#### [DESCRIPTION OF THE TASK]
In the data below, one line contains "filename crates/strata-core/src/schema/table.rs" and a later one contains "pub struct TableDef". Print both, with every line between them, exactly and alone.

#### [DATA EXTRACTS]
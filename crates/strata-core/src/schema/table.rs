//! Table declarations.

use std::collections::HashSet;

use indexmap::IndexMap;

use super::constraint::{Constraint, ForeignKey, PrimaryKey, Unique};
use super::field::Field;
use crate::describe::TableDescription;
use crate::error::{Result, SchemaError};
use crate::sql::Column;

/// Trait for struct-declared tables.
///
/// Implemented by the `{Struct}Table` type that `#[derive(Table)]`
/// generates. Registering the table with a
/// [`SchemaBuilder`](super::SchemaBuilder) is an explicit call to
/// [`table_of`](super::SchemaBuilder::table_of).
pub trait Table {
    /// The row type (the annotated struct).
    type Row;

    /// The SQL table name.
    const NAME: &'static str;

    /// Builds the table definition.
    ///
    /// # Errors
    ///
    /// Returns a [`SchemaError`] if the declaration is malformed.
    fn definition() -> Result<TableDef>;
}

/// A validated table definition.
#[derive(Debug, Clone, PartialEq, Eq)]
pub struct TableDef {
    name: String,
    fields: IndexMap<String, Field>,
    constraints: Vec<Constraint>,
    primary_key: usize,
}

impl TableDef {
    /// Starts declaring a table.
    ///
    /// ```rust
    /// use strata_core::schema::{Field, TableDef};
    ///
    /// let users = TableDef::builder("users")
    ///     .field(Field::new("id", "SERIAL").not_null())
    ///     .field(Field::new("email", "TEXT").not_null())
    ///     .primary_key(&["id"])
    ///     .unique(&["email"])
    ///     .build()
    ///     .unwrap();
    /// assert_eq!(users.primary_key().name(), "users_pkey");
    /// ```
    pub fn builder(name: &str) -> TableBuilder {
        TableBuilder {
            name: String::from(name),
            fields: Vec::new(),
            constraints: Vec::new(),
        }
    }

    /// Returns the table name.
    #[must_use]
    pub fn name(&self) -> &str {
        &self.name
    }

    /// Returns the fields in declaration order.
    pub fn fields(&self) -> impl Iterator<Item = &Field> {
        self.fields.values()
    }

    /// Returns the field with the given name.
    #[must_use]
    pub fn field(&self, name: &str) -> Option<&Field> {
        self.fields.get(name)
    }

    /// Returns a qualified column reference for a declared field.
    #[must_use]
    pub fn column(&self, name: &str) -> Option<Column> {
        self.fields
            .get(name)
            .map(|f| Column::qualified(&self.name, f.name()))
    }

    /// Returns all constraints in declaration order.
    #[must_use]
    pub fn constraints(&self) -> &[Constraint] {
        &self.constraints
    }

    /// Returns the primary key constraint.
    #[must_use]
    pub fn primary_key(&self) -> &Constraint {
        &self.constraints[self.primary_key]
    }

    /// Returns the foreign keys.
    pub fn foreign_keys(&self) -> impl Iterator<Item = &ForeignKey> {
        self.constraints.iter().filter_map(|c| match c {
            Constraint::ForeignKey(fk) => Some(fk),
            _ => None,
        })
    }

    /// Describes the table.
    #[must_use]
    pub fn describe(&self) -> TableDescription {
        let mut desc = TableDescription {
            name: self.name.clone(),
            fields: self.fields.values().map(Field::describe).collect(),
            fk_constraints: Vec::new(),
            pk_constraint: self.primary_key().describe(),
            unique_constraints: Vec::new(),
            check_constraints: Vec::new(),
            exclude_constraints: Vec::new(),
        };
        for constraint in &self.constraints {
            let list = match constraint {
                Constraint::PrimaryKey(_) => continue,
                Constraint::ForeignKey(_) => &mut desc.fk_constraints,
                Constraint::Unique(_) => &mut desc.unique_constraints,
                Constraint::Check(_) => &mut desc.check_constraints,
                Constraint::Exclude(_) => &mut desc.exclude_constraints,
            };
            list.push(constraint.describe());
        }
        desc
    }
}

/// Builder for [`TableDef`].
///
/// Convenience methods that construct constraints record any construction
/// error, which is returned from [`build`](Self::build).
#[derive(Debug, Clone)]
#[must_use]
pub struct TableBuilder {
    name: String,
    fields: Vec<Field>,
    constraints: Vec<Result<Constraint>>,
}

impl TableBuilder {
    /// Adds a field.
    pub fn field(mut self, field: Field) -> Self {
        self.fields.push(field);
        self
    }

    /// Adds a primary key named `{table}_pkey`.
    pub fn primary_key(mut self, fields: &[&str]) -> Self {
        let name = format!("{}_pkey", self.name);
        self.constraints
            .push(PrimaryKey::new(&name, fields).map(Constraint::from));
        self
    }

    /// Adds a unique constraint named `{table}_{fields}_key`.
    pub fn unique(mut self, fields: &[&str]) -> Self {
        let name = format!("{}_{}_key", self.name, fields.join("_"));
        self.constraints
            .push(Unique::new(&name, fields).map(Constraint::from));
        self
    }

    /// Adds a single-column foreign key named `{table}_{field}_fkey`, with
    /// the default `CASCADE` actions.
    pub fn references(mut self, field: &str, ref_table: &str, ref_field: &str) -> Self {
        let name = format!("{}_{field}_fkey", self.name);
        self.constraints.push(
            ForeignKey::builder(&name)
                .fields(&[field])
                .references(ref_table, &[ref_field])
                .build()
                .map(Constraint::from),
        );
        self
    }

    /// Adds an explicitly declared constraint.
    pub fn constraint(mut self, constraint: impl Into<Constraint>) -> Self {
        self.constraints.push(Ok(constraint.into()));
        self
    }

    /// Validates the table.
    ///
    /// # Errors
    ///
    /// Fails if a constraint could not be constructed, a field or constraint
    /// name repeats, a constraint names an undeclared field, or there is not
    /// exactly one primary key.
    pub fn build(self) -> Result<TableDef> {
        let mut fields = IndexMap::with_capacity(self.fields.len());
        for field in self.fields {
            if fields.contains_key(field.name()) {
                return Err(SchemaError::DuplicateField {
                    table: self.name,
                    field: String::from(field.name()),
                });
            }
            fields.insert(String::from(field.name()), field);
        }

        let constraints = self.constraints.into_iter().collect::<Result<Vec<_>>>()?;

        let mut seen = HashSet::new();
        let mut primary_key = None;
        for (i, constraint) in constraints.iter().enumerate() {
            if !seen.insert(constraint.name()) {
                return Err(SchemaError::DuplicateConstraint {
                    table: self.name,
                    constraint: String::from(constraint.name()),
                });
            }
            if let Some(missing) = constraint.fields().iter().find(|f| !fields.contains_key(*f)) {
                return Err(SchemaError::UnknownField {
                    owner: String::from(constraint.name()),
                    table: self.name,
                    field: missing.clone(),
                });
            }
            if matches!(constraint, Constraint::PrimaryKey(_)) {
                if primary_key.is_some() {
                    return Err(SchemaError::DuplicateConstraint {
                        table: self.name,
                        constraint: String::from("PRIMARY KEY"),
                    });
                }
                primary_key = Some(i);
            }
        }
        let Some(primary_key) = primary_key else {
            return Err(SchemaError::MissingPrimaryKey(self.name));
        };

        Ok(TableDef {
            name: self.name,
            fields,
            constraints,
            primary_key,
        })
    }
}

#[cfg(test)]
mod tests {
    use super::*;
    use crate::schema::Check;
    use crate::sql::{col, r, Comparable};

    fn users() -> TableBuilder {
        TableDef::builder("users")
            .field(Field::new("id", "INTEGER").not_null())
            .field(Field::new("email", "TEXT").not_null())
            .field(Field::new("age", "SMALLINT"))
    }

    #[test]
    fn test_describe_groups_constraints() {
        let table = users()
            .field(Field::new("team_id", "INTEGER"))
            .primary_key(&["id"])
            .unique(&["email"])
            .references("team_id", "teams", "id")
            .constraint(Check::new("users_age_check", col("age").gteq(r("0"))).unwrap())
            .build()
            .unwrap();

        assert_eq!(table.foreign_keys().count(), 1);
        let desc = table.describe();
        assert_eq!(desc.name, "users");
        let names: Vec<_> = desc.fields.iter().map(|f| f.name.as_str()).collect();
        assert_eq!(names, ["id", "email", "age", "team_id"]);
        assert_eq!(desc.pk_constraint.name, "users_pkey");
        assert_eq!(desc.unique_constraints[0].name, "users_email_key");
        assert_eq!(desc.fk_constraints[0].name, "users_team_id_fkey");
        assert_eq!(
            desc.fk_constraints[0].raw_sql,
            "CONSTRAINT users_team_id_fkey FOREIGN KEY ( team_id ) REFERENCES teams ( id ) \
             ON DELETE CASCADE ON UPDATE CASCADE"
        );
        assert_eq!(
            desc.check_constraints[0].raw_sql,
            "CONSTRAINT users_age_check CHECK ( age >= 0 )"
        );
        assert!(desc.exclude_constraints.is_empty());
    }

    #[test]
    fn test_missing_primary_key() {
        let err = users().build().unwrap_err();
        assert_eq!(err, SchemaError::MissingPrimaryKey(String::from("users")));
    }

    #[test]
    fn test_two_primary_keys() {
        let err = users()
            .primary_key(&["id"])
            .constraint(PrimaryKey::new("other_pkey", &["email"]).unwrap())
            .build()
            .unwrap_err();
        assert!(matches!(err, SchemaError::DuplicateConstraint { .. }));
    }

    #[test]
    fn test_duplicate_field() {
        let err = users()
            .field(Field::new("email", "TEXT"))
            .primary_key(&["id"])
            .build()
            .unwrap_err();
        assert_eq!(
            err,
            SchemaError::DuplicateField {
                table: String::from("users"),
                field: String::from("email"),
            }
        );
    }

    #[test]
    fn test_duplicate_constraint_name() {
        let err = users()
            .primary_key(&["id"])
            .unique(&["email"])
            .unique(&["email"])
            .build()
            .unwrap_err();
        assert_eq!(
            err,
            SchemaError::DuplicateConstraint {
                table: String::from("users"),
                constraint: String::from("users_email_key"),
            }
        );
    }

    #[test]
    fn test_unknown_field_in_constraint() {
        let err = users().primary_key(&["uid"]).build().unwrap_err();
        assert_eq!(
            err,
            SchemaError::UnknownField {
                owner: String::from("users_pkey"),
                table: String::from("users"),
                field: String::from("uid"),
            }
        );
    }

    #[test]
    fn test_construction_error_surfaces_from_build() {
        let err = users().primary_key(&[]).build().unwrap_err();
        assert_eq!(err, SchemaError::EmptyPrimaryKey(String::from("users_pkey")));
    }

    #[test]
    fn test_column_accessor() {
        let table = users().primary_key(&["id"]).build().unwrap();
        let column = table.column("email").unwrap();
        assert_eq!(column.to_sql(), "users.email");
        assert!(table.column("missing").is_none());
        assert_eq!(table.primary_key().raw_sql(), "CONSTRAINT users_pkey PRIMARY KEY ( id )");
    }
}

---

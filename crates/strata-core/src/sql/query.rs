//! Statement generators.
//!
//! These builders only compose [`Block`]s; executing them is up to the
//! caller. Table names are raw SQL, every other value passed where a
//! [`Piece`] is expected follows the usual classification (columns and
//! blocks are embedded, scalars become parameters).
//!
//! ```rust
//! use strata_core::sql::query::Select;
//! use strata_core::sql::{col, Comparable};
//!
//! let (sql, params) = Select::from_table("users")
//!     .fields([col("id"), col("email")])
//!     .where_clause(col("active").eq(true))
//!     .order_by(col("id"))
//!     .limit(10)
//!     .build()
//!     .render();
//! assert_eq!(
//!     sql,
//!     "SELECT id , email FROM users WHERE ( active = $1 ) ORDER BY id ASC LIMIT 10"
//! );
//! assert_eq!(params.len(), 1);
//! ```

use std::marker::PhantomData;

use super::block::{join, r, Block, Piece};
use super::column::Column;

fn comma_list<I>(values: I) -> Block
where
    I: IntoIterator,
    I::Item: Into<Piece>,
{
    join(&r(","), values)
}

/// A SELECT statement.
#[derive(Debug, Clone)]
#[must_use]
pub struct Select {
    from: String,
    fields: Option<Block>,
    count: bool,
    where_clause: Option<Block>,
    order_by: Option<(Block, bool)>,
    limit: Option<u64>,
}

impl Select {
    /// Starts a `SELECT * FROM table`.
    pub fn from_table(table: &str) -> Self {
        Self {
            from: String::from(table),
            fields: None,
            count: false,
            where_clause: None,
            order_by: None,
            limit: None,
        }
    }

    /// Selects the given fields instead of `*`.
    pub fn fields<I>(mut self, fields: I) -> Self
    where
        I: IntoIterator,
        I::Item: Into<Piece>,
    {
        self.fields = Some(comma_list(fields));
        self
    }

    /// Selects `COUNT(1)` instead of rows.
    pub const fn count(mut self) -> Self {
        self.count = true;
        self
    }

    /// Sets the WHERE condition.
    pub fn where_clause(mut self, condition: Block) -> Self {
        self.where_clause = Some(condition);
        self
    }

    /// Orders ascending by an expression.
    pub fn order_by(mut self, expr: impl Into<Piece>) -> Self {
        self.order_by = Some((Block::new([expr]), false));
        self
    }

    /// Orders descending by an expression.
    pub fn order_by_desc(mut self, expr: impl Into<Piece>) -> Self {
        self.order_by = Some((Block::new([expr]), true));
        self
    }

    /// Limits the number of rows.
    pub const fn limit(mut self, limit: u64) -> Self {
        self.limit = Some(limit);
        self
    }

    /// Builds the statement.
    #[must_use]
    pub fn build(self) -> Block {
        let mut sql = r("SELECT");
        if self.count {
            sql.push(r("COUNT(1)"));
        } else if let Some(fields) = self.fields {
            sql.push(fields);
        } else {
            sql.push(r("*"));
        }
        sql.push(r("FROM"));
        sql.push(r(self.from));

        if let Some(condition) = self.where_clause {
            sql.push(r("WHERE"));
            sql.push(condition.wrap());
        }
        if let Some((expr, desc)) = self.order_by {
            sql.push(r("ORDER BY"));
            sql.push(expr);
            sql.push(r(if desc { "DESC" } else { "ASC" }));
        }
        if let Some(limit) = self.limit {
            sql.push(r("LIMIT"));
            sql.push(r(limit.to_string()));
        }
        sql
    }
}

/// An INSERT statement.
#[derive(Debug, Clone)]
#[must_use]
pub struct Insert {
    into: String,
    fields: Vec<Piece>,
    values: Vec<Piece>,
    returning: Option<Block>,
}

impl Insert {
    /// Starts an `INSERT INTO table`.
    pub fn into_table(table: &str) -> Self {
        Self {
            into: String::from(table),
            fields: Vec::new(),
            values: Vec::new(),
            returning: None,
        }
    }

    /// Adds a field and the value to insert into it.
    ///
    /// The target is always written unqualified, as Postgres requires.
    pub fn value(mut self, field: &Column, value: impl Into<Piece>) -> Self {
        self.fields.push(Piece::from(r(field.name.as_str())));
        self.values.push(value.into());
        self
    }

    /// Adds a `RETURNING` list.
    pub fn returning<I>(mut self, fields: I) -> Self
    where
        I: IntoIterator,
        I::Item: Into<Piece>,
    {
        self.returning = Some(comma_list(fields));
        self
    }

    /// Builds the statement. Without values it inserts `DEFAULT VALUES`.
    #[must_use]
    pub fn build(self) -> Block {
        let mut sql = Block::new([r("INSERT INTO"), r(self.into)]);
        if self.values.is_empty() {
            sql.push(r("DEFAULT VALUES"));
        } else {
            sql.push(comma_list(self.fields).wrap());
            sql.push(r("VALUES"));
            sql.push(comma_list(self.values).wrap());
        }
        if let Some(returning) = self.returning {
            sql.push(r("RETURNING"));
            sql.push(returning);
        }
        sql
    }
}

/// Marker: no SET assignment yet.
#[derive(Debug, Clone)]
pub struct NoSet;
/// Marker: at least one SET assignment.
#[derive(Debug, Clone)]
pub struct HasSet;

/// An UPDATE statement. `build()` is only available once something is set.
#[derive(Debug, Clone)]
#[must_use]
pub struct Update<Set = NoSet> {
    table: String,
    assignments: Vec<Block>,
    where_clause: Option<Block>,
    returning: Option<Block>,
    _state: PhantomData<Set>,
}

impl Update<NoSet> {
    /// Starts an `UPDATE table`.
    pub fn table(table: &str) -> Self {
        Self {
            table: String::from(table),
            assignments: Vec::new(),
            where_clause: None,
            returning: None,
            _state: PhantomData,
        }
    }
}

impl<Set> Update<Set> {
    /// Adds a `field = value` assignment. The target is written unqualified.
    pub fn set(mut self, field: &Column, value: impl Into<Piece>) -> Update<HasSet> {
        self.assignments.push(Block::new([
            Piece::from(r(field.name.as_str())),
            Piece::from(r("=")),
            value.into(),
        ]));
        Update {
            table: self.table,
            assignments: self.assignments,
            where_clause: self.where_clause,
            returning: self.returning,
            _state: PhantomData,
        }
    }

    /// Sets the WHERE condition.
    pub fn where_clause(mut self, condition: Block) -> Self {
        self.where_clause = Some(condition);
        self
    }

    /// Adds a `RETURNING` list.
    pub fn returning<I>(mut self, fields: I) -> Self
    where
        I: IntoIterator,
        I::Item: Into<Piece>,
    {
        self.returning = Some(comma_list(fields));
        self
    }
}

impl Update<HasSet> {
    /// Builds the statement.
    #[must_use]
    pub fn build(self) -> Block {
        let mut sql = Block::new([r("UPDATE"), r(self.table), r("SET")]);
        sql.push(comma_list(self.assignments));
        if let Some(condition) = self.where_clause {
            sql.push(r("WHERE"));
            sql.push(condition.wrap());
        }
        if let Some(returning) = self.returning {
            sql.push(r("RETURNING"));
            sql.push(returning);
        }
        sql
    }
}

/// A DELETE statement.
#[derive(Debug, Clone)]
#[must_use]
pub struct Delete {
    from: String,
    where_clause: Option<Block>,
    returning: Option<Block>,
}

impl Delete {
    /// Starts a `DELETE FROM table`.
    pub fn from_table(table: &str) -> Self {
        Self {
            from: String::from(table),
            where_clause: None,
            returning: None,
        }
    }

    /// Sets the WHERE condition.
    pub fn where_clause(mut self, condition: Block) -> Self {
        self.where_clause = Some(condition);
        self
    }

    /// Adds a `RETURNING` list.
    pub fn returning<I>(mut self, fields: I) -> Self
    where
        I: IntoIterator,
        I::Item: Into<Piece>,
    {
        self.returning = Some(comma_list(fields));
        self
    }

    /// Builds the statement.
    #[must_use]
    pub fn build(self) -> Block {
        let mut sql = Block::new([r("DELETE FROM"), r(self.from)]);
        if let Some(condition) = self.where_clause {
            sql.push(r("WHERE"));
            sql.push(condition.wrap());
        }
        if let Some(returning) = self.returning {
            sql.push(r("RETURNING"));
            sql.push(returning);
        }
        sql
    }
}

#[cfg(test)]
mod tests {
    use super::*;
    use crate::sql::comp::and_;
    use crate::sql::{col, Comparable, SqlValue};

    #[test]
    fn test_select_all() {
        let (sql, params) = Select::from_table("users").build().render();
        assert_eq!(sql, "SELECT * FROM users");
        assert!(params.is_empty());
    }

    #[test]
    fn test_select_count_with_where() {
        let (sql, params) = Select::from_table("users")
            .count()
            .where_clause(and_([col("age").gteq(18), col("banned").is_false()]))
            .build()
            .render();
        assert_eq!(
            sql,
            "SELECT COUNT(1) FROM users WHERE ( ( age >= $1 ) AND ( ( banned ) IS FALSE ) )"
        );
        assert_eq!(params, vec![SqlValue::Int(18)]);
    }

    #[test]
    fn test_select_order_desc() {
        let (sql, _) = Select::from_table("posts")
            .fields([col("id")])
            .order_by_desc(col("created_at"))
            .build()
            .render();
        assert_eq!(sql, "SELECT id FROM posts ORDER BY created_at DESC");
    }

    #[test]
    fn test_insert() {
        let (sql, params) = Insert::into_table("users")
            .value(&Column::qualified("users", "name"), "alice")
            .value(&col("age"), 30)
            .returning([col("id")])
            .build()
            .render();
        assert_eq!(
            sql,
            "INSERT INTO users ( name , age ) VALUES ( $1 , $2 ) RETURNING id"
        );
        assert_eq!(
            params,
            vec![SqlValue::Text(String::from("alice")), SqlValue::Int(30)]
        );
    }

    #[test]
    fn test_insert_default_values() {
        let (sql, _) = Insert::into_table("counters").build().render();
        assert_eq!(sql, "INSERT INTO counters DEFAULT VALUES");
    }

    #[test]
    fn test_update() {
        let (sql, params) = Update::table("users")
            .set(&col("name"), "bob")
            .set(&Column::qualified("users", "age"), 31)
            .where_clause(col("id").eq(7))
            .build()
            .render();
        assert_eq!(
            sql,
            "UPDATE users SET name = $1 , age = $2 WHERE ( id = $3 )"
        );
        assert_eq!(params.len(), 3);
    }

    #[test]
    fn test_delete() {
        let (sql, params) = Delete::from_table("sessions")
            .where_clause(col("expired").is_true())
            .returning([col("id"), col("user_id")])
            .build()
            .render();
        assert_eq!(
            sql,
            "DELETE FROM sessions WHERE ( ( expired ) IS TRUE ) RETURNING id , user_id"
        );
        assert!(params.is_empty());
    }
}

#### [REPLY]
filename crates/strata-core/src/schema/table.rs
//! Table declarations.

use std::collections::HashSet;

use indexmap::IndexMap;

use super::constraint::{Constraint, ForeignKey, PrimaryKey, Unique};
use super::field::Field;
use crate::describe::TableDescription;
use crate::error::{Result, SchemaError};
use crate::sql::Column;

/// Trait for struct-declared tables.
///
/// Implemented by the `{Struct}Table` type that `#[derive(Table)]`
/// generates. Registering the table with a
/// [`SchemaBuilder`](super::SchemaBuilder) is an explicit call to
/// [`table_of`](super::SchemaBuilder::table_of).
pub trait Table {
    /// The row type (the annotated struct).
    type Row;

    /// The SQL table name.
    const NAME: &'static str;

    /// Builds the table definition.
    ///
    /// # Errors
    ///
    /// Returns a [`SchemaError`] if the declaration is malformed.
    fn definition() -> Result<TableDef>;
}

/// A validated table definition.
#[derive(Debug, Clone, PartialEq, Eq)]
pub struct TableDef {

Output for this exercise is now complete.